* _Exercise brief_
Where a line of the entries holds the string "bool", copy that line.

BEGIN Records provided

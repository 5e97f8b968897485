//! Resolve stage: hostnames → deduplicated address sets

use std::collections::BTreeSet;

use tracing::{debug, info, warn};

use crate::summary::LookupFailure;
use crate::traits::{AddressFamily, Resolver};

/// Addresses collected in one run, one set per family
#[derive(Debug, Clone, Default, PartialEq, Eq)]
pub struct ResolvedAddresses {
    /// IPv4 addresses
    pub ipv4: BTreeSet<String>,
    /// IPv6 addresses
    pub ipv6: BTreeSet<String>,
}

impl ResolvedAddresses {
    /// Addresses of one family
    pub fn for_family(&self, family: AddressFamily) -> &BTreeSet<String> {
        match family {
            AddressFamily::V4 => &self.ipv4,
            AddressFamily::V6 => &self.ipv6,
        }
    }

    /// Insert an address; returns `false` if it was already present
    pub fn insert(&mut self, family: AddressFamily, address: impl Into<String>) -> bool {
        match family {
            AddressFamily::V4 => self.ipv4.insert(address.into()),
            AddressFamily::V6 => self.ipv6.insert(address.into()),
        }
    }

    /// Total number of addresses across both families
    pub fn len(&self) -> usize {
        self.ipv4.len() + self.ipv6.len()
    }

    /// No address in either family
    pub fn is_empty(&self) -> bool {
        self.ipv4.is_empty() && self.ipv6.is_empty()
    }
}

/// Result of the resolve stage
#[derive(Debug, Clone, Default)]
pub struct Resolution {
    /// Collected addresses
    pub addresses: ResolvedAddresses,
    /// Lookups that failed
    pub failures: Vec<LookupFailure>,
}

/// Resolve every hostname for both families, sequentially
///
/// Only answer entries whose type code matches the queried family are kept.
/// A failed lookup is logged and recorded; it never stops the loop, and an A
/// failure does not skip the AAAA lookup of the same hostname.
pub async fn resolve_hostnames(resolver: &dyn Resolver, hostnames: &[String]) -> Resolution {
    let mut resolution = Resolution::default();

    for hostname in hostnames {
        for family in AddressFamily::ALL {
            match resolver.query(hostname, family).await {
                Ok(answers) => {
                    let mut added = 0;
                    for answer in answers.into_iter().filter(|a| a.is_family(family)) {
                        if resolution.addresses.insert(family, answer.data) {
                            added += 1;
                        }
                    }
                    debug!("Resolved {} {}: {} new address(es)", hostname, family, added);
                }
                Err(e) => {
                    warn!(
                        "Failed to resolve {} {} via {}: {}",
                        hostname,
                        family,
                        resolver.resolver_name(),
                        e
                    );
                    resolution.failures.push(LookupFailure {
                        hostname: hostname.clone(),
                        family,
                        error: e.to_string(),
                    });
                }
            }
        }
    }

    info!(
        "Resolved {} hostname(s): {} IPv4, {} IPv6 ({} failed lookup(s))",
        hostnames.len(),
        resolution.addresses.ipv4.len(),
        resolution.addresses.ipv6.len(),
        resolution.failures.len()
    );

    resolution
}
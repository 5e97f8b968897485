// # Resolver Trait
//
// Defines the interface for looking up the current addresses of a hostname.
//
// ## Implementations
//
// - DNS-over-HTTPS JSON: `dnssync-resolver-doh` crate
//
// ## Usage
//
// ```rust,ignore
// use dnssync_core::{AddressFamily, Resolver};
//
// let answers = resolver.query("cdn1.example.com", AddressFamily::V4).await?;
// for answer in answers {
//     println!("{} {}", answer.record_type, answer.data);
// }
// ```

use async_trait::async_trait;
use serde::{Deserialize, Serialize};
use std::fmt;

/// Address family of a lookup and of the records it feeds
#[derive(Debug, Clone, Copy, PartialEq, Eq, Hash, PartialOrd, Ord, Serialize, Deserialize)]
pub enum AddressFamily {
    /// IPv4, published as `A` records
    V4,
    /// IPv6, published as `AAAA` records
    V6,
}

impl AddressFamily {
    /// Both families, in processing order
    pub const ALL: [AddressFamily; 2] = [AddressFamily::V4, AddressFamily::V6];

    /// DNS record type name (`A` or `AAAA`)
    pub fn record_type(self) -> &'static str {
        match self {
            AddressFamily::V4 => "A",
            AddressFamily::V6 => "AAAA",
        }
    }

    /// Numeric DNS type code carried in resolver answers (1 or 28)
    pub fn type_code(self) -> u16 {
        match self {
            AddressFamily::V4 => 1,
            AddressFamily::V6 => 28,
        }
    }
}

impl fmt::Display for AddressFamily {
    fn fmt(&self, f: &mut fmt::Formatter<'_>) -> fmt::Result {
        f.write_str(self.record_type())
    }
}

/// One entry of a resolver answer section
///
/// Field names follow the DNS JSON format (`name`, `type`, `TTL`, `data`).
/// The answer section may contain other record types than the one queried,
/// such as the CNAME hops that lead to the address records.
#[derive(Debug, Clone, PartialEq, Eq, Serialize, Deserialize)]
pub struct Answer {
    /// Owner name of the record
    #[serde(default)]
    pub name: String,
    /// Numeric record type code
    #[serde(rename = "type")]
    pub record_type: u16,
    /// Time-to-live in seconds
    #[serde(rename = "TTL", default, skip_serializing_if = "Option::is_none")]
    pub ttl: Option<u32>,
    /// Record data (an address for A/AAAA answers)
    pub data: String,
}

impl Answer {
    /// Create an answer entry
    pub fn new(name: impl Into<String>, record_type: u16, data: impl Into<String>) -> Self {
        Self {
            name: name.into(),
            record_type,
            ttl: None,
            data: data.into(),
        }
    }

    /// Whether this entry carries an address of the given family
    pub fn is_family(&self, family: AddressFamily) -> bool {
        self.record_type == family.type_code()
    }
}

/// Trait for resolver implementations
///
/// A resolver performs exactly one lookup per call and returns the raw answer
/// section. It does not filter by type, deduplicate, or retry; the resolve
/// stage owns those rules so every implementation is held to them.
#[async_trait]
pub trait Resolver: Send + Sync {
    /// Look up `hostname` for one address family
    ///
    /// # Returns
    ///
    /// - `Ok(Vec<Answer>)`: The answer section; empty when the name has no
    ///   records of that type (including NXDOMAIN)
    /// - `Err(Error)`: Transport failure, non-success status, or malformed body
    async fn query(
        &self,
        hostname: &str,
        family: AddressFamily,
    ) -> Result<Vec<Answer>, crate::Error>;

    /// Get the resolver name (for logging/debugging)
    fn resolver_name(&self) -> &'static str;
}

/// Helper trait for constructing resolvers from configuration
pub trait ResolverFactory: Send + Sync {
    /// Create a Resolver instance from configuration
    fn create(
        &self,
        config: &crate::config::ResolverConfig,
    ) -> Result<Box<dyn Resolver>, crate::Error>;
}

END Records provided

* _Completed exercise_
    pub fn insert(&mut self, family: AddressFamily, address: impl Into<String>) -> bool {
    pub fn is_empty(&self) -> bool {
    pub fn is_family(&self, family: AddressFamily) -> bool {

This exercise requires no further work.